Investigators chalked up advances in DNA technology to the arrest. Harris was dining with her husband at a Costa Mesa restaurant on May 17, 1976, when she got up and left, but then never returned, Braun said. Her husband called police when she didn't return to the restaurant as it closed at 8:30 p.m.

About 4:30 a.m., May 18, 1976, military police at what was then the Marine Corps Air Station El Toro found a body in a roadway near the base, Braun said. Investigators determined it was Harris and that she had been strangled.

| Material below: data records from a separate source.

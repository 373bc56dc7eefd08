use ash::vk;

use super::{conv, CommandBuffer, CommandEncoder};
use crate::{BufferBarrier, ClearValue, DeviceError, IndexFormat, RenderArea, StageFlags, TextureBarrier};

impl crate::CommandEncoder<super::Context> for CommandEncoder {
    unsafe fn begin_encoding(&mut self) -> Result<(), DeviceError> {
        self.temp.clear();
        let info = vk::CommandBufferBeginInfo::builder()
            .flags(vk::CommandBufferUsageFlags::ONE_TIME_SUBMIT);
        unsafe { self.device.raw.begin_command_buffer(self.active, &info)? };
        Ok(())
    }

    unsafe fn end_encoding(&mut self) -> Result<CommandBuffer, DeviceError> {
        unsafe { self.device.raw.end_command_buffer(self.active)? };
        Ok(CommandBuffer { raw: self.active })
    }

    unsafe fn discard_encoding(&mut self) {
        let _ = unsafe {
            self.device
                .raw
                .reset_command_buffer(self.active, vk::CommandBufferResetFlags::empty())
        };
        self.temp.clear();
    }

    unsafe fn cmd_pipeline_barrier(
        &mut self,
        src_stage: StageFlags,
        dst_stage: StageFlags,
        buffer_barriers: &[BufferBarrier<super::Context>],
        texture_barriers: &[TextureBarrier<super::Context>],
    ) {
        self.temp.buffer_barriers.clear();
        self.temp.image_barriers.clear();

        for b in buffer_barriers {
            self.temp.buffer_barriers.push(
                vk::BufferMemoryBarrier::builder()
                    .src_access_mask(conv::map_access_flags(b.src_access))
                    .dst_access_mask(conv::map_access_flags(b.dst_access))
                    .src_queue_family_index(vk::QUEUE_FAMILY_IGNORED)
                    .dst_queue_family_index(vk::QUEUE_FAMILY_IGNORED)
                    .buffer(b.buffer.raw)
                    .offset(0)
                    .size(vk::WHOLE_SIZE)
                    .build(),
            );
        }

        for t in texture_barriers {
            self.temp.image_barriers.push(
                vk::ImageMemoryBarrier::builder()
                    .src_access_mask(conv::map_access_flags(t.src_access))
                    .dst_access_mask(conv::map_access_flags(t.dst_access))
                    .old_layout(conv::map_texture_layout(t.old_layout))
                    .new_layout(conv::map_texture_layout(t.new_layout))
                    .src_queue_family_index(vk::QUEUE_FAMILY_IGNORED)
                    .dst_queue_family_index(vk::QUEUE_FAMILY_IGNORED)
                    .image(t.texture.raw)
                    .subresource_range(vk::ImageSubresourceRange {
                        aspect_mask: vk::ImageAspectFlags::COLOR,
                        base_mip_level: t.base_mip,
                        level_count: t.mip_count,
                        base_array_layer: t.base_layer,
                        layer_count: t.layer_count,
                    })
                    .build(),
            );
        }

        // Each barrier array carries its own length; passing zero for the
        // buffer/image counts here would silently drop every barrier built
        // above.
        unsafe {
            self.device.raw.cmd_pipeline_barrier(
                self.active,
                conv::map_stage_flags(src_stage),
                conv::map_stage_flags(dst_stage),
                vk::DependencyFlags::BY_REGION,
                &[],
                &self.temp.buffer_barriers,
                &self.temp.image_barriers,
            )
        };
    }

    unsafe fn cmd_begin_render_pass(
        &mut self,
        render_pass: &super::RenderPass,
        framebuffer: &super::Framebuffer,
        render_area: RenderArea,
        clear_values: &[ClearValue],
    ) {
        let area = vk::Rect2D {
            offset: vk::Offset2D { x: render_area.x, y: render_area.y },
            extent: vk::Extent2D { width: render_area.width, height: render_area.height },
        };
        let raw_clear_values: Vec<vk::ClearValue> = clear_values
            .iter()
            .map(|cv| match *cv {
                ClearValue::Color(color) => vk::ClearValue { color: vk::ClearColorValue { float32: color } },
                ClearValue::DepthStencil { depth, stencil } => {
                    vk::ClearValue { depth_stencil: vk::ClearDepthStencilValue { depth, stencil } }
                }
            })
            .collect();
        let info = vk::RenderPassBeginInfo::builder()
            .render_pass(render_pass.raw)
            .framebuffer(framebuffer.raw)
            .render_area(area)
            .clear_values(&raw_clear_values);
        unsafe {
            self.device
                .raw
                .cmd_begin_render_pass(self.active, &info, vk::SubpassContents::INLINE)
        };
    }

    unsafe fn cmd_end_render_pass(&mut self) {
        unsafe { self.device.raw.cmd_end_render_pass(self.active) };
    }

    unsafe fn cmd_bind_render_pipeline(
        &mut self,
        pipeline: &super::RenderPipeline,
        layout: &super::PipelineLayout,
    ) {
        self.active_pipeline_layout = Some((layout.raw, vk::PipelineBindPoint::GRAPHICS));
        unsafe {
            self.device.raw.cmd_bind_pipeline(
                self.active,
                vk::PipelineBindPoint::GRAPHICS,
                pipeline.raw,
            )
        };
    }

    unsafe fn cmd_bind_compute_pipeline(
        &mut self,
        pipeline: &super::ComputePipeline,
        layout: &super::PipelineLayout,
    ) {
        self.active_pipeline_layout = Some((layout.raw, vk::PipelineBindPoint::COMPUTE));
        unsafe {
            self.device.raw.cmd_bind_pipeline(
                self.active,
                vk::PipelineBindPoint::COMPUTE,
                pipeline.raw,
            )
        };
    }

    unsafe fn cmd_bind_descriptor_set(&mut self, index: u32, set: &super::BindGroup) {
        let Some((layout, bind_point)) = self.active_pipeline_layout else {
            log::warn!("cmd_bind_descriptor_set called with no pipeline bound");
            return;
        };
        let sets = [set.raw];
        unsafe {
            self.device.raw.cmd_bind_descriptor_sets(
                self.active,
                bind_point,
                layout,
                index,
                &sets,
                &[],
            )
        };
    }

    unsafe fn cmd_bind_vertex_buffer(&mut self, slot: u32, buffer: &super::Buffer) {
        let buffers = [buffer.raw];
        let offsets = [0];
        unsafe {
            self.device
                .raw
                .cmd_bind_vertex_buffers(self.active, slot, &buffers, &offsets)
        };
    }

    unsafe fn cmd_bind_index_buffer(&mut self, buffer: &super::Buffer, format: IndexFormat) {
        let index_type = match format {
            IndexFormat::Uint16 => vk::IndexType::UINT16,
            IndexFormat::Uint32 => vk::IndexType::UINT32,
        };
        unsafe {
            self.device
                .raw
                .cmd_bind_index_buffer(self.active, buffer.raw, 0, index_type)
        };
    }

    unsafe fn cmd_set_viewport(&mut self) {}
    unsafe fn cmd_set_scissor(&mut self) {}
    unsafe fn cmd_set_blend_constant(&mut self, constant: [f32; 4]) {
        unsafe { self.device.raw.cmd_set_blend_constants(self.active, &constant) };
    }

    unsafe fn cmd_draw(&mut self, vertex_count: u32, instance_count: u32) {
        unsafe { self.device.raw.cmd_draw(self.active, vertex_count, instance_count, 0, 0) };
    }

    unsafe fn cmd_draw_indexed(&mut self, index_count: u32, instance_count: u32) {
        unsafe {
            self.device
                .raw
                .cmd_draw_indexed(self.active, index_count, instance_count, 0, 0, 0)
        };
    }

    unsafe fn cmd_draw_indirect(&mut self, buffer: &super::Buffer, offset: u64) {
        unsafe { self.device.raw.cmd_draw_indirect(self.active, buffer.raw, offset, 1, 0) };
    }

    unsafe fn cmd_draw_indexed_indirect(&mut self, buffer: &super::Buffer, offset: u64) {
        unsafe {
            self.device
                .raw
                .cmd_draw_indexed_indirect(self.active, buffer.raw, offset, 1, 0)
        };
    }

    unsafe fn cmd_dispatch(&mut self, x: u32, y: u32, z: u32) {
        unsafe { self.device.raw.cmd_dispatch(self.active, x, y, z) };
    }

    unsafe fn cmd_dispatch_indirect(&mut self, buffer: &super::Buffer, offset: u64) {
        unsafe { self.device.raw.cmd_dispatch_indirect(self.active, buffer.raw, offset) };
    }

    unsafe fn cmd_begin_query(&mut self, set: &super::QuerySet, index: u32) {
        unsafe {
            self.device
                .raw
                .cmd_begin_query(self.active, set.raw, index, vk::QueryControlFlags::empty())
        };
    }

    unsafe fn cmd_end_query(&mut self, set: &super::QuerySet, index: u32) {
        unsafe { self.device.raw.cmd_end_query(self.active, set.raw, index) };
    }

    unsafe fn cmd_write_timestamp(&mut self, set: &super::QuerySet, index: u32) {
        unsafe {
            self.device.raw.cmd_write_timestamp(
                self.active,
                vk::PipelineStageFlags::BOTTOM_OF_PIPE,
                set.raw,
                index,
            )
        };
    }

    unsafe fn cmd_resolve_query_set(&mut self, set: &super::QuerySet, start: u32, count: u32) {
        // Resolving into a buffer requires a destination; left to the
        // façade layer, which owns the readback buffer.
        let _ = (set, start, count);
    }

    unsafe fn cmd_copy_buffer_to_buffer(&mut self, src: &super::Buffer, dst: &super::Buffer, size: u64) {
        let region = vk::BufferCopy { src_offset: 0, dst_offset: 0, size };
        unsafe {
            self.device
                .raw
                .cmd_copy_buffer(self.active, src.raw, dst.raw, &[region])
        };
    }

    unsafe fn cmd_copy_buffer_to_texture(
        &mut self,
        src: &super::Buffer,
        dst: &super::Texture,
        mip_level: u32,
        extent: gpu_types::Extent3d,
    ) {
        let region = vk::BufferImageCopy::builder()
            .buffer_offset(0)
            .buffer_row_length(0)
            .buffer_image_height(0)
            .image_subresource(vk::ImageSubresourceLayers {
                aspect_mask: vk::ImageAspectFlags::COLOR,
                mip_level,
                base_array_layer: 0,
                layer_count: 1,
            })
            .image_offset(vk::Offset3D { x: 0, y: 0, z: 0 })
            .image_extent(vk::Extent3D {
                width: extent.width,
                height: extent.height,
                depth: extent.depth_or_array_layers,
            })
            .build();
        unsafe {
            self.device.raw.cmd_copy_buffer_to_image(
                self.active,
                src.raw,
                dst.raw,
                vk::ImageLayout::TRANSFER_DST_OPTIMAL,
                &[region],
            )
        };
    }

    unsafe fn cmd_copy_texture_to_buffer(
        &mut self,
        src: &super::Texture,
        dst: &super::Buffer,
        mip_level: u32,
        extent: gpu_types::Extent3d,
    ) {
        let region = vk::BufferImageCopy::builder()
            .buffer_offset(0)
            .buffer_row_length(0)
            .buffer_image_height(0)
            .image_subresource(vk::ImageSubresourceLayers {
                aspect_mask: vk::ImageAspectFlags::COLOR,
                mip_level,
                base_array_layer: 0,
                layer_count: 1,
            })
            .image_offset(vk::Offset3D { x: 0, y: 0, z: 0 })
            .image_extent(vk::Extent3D {
                width: extent.width,
                height: extent.height,
                depth: extent.depth_or_array_layers,
            })
            .build();
        unsafe {
            self.device.raw.cmd_copy_image_to_buffer(
                self.active,
                src.raw,
                vk::ImageLayout::TRANSFER_SRC_OPTIMAL,
                dst.raw,
                &[region],
            )
        };
    }

    unsafe fn cmd_copy_texture_to_texture(
        &mut self,
        src: &super::Texture,
        dst: &super::Texture,
        mip_level: u32,
        extent: gpu_types::Extent3d,
    ) {
        let subresource = vk::ImageSubresourceLayers {
            aspect_mask: vk::ImageAspectFlags::COLOR,
            mip_level,
            base_array_layer: 0,
            layer_count: 1,
        };
        let region = vk::ImageCopy::builder()
            .src_subresource(subresource)
            .src_offset(vk::Offset3D { x: 0, y: 0, z: 0 })
            .dst_subresource(subresource)
            .dst_offset(vk::Offset3D { x: 0, y: 0, z: 0 })
            .extent(vk::Extent3D {
                width: extent.width,
                height: extent.height,
                depth: extent.depth_or_array_layers,
            })
            .build();
        unsafe {
            self.device.raw.cmd_copy_image(
                self.active,
                src.raw,
                vk::ImageLayout::TRANSFER_SRC_OPTIMAL,
                dst.raw,
                vk::ImageLayout::TRANSFER_DST_OPTIMAL,
                &[region],
            )
        };
    }

    unsafe fn cmd_clear_buffer(&mut self, buffer: &super::Buffer, offset: u64, size: u64) {
        unsafe {
            self.device
                .raw
                .cmd_fill_buffer(self.active, buffer.raw, offset, size, 0)
        };
    }
}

Investigators re-examined genetic evidence in 1997, but did not come up with any new leads. In August of last year, investigators started using online genealogy databases to work up a suspect, which has helped authorities make arrests in other cold cases.

At some point this year, Anderson became a suspect. Anderson served at the El Toro base in the early 1970s, and at the time Harris was killed he lived less than a mile from the restaurant where the victim dined with her husband before she went missing, Braun said.

Investigators went to New Orleans on Thursday to question Anderson, who provided them with a DNA sample, prompting his arrest on suspicion of murder, Braun said.

Authorities did not say what relationship, if any, Anderson had with the victim, and no possible motive was released.